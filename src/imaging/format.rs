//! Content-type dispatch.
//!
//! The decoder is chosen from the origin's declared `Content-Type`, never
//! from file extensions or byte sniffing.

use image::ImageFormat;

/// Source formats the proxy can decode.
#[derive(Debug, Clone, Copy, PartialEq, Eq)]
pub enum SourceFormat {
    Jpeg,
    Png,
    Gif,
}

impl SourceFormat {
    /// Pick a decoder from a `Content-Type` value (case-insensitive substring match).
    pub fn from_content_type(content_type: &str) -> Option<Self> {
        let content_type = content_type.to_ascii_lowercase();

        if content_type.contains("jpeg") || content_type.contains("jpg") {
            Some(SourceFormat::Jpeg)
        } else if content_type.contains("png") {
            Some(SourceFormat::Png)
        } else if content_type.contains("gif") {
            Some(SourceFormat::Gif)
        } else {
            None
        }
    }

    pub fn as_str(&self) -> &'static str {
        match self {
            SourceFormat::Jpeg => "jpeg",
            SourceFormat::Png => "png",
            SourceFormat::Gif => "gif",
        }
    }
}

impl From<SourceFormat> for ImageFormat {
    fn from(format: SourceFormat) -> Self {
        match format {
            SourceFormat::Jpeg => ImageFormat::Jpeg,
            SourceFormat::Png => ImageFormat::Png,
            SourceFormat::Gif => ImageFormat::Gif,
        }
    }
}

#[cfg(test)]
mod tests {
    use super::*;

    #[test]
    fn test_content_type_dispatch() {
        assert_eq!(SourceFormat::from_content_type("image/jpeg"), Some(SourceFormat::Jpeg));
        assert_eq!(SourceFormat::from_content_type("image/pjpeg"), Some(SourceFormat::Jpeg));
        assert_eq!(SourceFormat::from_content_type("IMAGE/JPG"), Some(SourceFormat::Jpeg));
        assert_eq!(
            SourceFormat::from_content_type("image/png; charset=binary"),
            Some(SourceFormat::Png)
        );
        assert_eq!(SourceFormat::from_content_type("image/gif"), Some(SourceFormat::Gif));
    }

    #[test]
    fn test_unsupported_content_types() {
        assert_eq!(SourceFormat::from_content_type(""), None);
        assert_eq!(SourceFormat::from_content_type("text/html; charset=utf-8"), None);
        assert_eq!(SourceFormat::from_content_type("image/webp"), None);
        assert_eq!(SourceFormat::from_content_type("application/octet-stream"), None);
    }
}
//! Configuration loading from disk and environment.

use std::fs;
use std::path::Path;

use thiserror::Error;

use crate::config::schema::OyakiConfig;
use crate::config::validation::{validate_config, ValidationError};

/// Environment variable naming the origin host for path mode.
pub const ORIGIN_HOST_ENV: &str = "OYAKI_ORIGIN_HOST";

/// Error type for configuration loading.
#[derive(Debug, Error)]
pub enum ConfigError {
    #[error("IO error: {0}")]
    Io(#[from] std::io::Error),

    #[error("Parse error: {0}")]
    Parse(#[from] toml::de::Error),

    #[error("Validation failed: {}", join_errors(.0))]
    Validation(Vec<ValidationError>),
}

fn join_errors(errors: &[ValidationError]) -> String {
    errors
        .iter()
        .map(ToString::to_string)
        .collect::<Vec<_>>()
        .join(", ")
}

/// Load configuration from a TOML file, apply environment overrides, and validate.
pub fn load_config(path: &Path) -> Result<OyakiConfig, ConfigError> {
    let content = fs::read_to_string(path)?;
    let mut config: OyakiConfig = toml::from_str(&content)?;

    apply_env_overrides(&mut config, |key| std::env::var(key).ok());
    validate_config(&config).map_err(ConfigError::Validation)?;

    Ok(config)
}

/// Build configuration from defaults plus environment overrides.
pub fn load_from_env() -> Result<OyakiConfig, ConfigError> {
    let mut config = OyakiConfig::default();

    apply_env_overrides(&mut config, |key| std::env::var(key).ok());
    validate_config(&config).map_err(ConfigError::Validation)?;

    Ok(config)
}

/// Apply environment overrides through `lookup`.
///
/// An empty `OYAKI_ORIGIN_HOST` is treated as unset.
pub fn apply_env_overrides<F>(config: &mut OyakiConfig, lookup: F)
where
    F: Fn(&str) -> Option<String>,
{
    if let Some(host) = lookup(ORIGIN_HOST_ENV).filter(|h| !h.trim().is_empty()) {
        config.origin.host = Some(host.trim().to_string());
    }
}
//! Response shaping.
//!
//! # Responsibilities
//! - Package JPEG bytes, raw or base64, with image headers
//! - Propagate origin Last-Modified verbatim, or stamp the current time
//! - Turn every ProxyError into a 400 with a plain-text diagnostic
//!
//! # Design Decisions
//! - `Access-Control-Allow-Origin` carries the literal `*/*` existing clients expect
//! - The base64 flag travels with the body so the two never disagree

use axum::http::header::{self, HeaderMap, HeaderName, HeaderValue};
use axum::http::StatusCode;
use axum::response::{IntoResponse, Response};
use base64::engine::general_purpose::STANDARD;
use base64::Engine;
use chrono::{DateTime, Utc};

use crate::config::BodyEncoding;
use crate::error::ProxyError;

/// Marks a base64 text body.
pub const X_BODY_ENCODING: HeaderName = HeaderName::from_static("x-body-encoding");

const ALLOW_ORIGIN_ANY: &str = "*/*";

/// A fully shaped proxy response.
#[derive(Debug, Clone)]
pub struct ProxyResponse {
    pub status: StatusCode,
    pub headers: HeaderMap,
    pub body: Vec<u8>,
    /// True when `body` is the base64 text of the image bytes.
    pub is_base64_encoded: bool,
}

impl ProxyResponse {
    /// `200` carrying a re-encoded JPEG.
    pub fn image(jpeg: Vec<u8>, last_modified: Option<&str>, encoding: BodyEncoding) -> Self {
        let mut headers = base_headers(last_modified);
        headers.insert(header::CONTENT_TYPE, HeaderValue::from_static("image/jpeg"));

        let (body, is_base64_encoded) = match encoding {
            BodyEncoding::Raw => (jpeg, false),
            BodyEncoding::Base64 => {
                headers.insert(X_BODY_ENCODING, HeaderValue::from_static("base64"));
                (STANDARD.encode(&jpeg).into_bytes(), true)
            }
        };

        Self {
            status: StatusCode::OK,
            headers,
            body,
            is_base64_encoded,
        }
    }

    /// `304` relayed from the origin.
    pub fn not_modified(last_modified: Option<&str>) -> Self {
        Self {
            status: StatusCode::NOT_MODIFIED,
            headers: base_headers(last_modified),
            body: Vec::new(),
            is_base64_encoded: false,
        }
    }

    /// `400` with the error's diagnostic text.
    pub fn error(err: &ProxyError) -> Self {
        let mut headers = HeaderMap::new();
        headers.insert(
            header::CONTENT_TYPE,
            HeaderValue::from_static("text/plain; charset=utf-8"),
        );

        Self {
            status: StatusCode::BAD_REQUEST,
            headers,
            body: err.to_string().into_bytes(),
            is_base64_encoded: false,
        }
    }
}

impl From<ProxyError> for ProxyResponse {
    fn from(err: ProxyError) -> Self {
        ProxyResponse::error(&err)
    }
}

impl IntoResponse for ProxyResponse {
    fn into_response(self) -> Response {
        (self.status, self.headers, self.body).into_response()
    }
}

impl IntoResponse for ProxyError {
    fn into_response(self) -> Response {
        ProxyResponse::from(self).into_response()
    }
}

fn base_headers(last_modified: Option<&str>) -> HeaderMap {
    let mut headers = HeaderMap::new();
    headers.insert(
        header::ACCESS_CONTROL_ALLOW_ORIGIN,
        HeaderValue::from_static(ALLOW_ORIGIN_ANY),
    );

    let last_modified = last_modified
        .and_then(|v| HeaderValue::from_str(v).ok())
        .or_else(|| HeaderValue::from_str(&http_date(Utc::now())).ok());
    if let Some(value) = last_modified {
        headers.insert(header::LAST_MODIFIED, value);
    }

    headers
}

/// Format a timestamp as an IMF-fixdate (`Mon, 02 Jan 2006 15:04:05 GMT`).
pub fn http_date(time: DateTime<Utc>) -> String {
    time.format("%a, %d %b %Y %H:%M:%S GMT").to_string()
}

======

> _Instructions for the task_:
Output the records above, each one exactly, with none left out.

> _Reply_:
filename src/imaging/format.rs
//! Content-type dispatch.
//!
//! The decoder is chosen from the origin's declared `Content-Type`, never
//! from file extensions or byte sniffing.

use image::ImageFormat;

/// Source formats the proxy can decode.
#[derive(Debug, Clone, Copy, PartialEq, Eq)]
pub enum SourceFormat {
    Jpeg,
    Png,
    Gif,
}

impl SourceFormat {
    /// Pick a decoder from a `Content-Type` value (case-insensitive substring match).
    pub fn from_content_type(content_type: &str) -> Option<Self> {
        let content_type = content_type.to_ascii_lowercase();

        if content_type.contains("jpeg") || content_type.contains("jpg") {
            Some(SourceFormat::Jpeg)
        } else if content_type.contains("png") {
            Some(SourceFormat::Png)
        } else if content_type.contains("gif") {
            Some(SourceFormat::Gif)
        } else {
            None
        }
    }

    pub fn as_str(&self) -> &'static str {
        match self {
            SourceFormat::Jpeg => "jpeg",
            SourceFormat::Png => "png",
            SourceFormat::Gif => "gif",
        }
    }
}

impl From<SourceFormat> for ImageFormat {
    fn from(format: SourceFormat) -> Self {
        match format {
            SourceFormat::Jpeg => ImageFormat::Jpeg,
            SourceFormat::Png => ImageFormat::Png,
            SourceFormat::Gif => ImageFormat::Gif,
        }
    }
}

#[cfg(test)]
mod tests {
    use super::*;

    #[test]
    fn test_content_type_dispatch() {
        assert_eq!(SourceFormat::from_content_type("image/jpeg"), Some(SourceFormat::Jpeg));
        assert_eq!(SourceFormat::from_content_type("image/pjpeg"), Some(SourceFormat::Jpeg));
        assert_eq!(SourceFormat::from_content_type("IMAGE/JPG"), Some(SourceFormat::Jpeg));
        assert_eq!(
            SourceFormat::from_content_type("image/png; charset=binary"),
            Some(SourceFormat::Png)
        );
        assert_eq!(SourceFormat::from_content_type("image/gif"), Some(SourceFormat::Gif));
    }

    #[test]
    fn test_unsupported_content_types() {
        assert_eq!(SourceFormat::from_content_type(""), None);
        assert_eq!(SourceFormat::from_content_type("text/html; charset=utf-8"), None);
        assert_eq!(SourceFormat::from_content_type("image/webp"), None);
        assert_eq!(SourceFormat::from_content_type("application/octet-stream"), None);
    }
}
//! Configuration loading from disk and environment.

use std::fs;
use std::path::Path;

use thiserror::Error;

use crate::config::schema::OyakiConfig;
use crate::config::validation::{validate_config, ValidationError};

/// Environment variable naming the origin host for path mode.
pub const ORIGIN_HOST_ENV: &str = "OYAKI_ORIGIN_HOST";

/// Error type for configuration loading.
#[derive(Debug, Error)]
pub enum ConfigError {
    #[error("IO error: {0}")]
    Io(#[from] std::io::Error),

    #[error("Parse error: {0}")]
    Parse(#[from] toml::de::Error),

    #[error("Validation failed: {}", join_errors(.0))]
    Validation(Vec<ValidationError>),
}

fn join_errors(errors: &[ValidationError]) -> String {
    errors
        .iter()
        .map(ToString::to_string)
        .collect::<Vec<_>>()
        .join(", ")
}

/// Load configuration from a TOML file, apply environment overrides, and validate.
pub fn load_config(path: &Path) -> Result<OyakiConfig, ConfigError> {
    let content = fs::read_to_string(path)?;
    let mut config: OyakiConfig = toml::from_str(&content)?;

    apply_env_overrides(&mut config, |key| std::env::var(key).ok());
    validate_config(&config).map_err(ConfigError::Validation)?;

    Ok(config)
}

/// Build configuration from defaults plus environment overrides.
pub fn load_from_env() -> Result<OyakiConfig, ConfigError> {
    let mut config = OyakiConfig::default();

    apply_env_overrides(&mut config, |key| std::env::var(key).ok());
    validate_config(&config).map_err(ConfigError::Validation)?;

    Ok(config)
}

/// Apply environment overrides through `lookup`.
///
/// An empty `OYAKI_ORIGIN_HOST` is treated as unset.
pub fn apply_env_overrides<F>(config: &mut OyakiConfig, lookup: F)
where
    F: Fn(&str) -> Option<String>,
{
    if let Some(host) = lookup(ORIGIN_HOST_ENV).filter(|h| !h.trim().is_empty()) {
        config.origin.host = Some(host.trim().to_string());
    }
}
//! Response shaping.
//!
//! # Responsibilities
//! - Package JPEG bytes, raw or base64, with image headers
//! - Propagate origin Last-Modified verbatim, or stamp the current time
//! - Turn every ProxyError into a 400 with a plain-text diagnostic
//!
//! # Design Decisions
//! - `Access-Control-Allow-Origin` carries the literal `*/*` existing clients expect
//! - The base64 flag travels with the body so the two never disagree

use axum::http::header::{self, HeaderMap, HeaderName, HeaderValue};
use axum::http::StatusCode;
use axum::response::{IntoResponse, Response};
use base64::engine::general_purpose::STANDARD;
use base64::Engine;
use chrono::{DateTime, Utc};

use crate::config::BodyEncoding;
use crate::error::ProxyError;

/// Marks a base64 text body.
pub const X_BODY_ENCODING: HeaderName = HeaderName::from_static("x-body-encoding");

const ALLOW_ORIGIN_ANY: &str = "*/*";

/// A fully shaped proxy response.
#[derive(Debug, Clone)]
pub struct ProxyResponse {
    pub status: StatusCode,
    pub headers: HeaderMap,
    pub body: Vec<u8>,
    /// True when `body` is the base64 text of the image bytes.
    pub is_base64_encoded: bool,
}

impl ProxyResponse {
    /// `200` carrying a re-encoded JPEG.
    pub fn image(jpeg: Vec<u8>, last_modified: Option<&str>, encoding: BodyEncoding) -> Self {
        let mut headers = base_headers(last_modified);
        headers.insert(header::CONTENT_TYPE, HeaderValue::from_static("image/jpeg"));

        let (body, is_base64_encoded) = match encoding {
            BodyEncoding::Raw => (jpeg, false),
            BodyEncoding::Base64 => {
                headers.insert(X_BODY_ENCODING, HeaderValue::from_static("base64"));
                (STANDARD.encode(&jpeg).into_bytes(), true)
            }
        };

        Self {
            status: StatusCode::OK,
            headers,
            body,
            is_base64_encoded,
        }
    }

    /// `304` relayed from the origin.
    pub fn not_modified(last_modified: Option<&str>) -> Self {
        Self {
            status: StatusCode::NOT_MODIFIED,
            headers: base_headers(last_modified),
            body: Vec::new(),
            is_base64_encoded: false,
        }
    }

    /// `400` with the error's diagnostic text.
    pub fn error(err: &ProxyError) -> Self {
        let mut headers = HeaderMap::new();
        headers.insert(
            header::CONTENT_TYPE,
            HeaderValue::from_static("text/plain; charset=utf-8"),
        );

        Self {
            status: StatusCode::BAD_REQUEST,
            headers,
            body: err.to_string().into_bytes(),
            is_base64_encoded: false,
        }
    }
}

impl From<ProxyError> for ProxyResponse {
    fn from(err: ProxyError) -> Self {
        ProxyResponse::error(&err)
    }
}

impl IntoResponse for ProxyResponse {
    fn into_response(self) -> Response {
        (self.status, self.headers, self.body).into_response()
    }
}

impl IntoResponse for ProxyError {
    fn into_response(self) -> Response {
        ProxyResponse::from(self).into_response()
    }
}

fn base_headers(last_modified: Option<&str>) -> HeaderMap {
    let mut headers = HeaderMap::new();
    headers.insert(
        header::ACCESS_CONTROL_ALLOW_ORIGIN,
        HeaderValue::from_static(ALLOW_ORIGIN_ANY),
    );

    let last_modified = last_modified
        .and_then(|v| HeaderValue::from_str(v).ok())
        .or_else(|| HeaderValue::from_str(&http_date(Utc::now())).ok());
    if let Some(value) = last_modified {
        headers.insert(header::LAST_MODIFIED, value);
    }

    headers
}

/// Format a timestamp as an IMF-fixdate (`Mon, 02 Jan 2006 15:04:05 GMT`).
pub fn http_date(time: DateTime<Utc>) -> String {
    time.format("%a, %d %b %Y %H:%M:%S GMT").to_string()
}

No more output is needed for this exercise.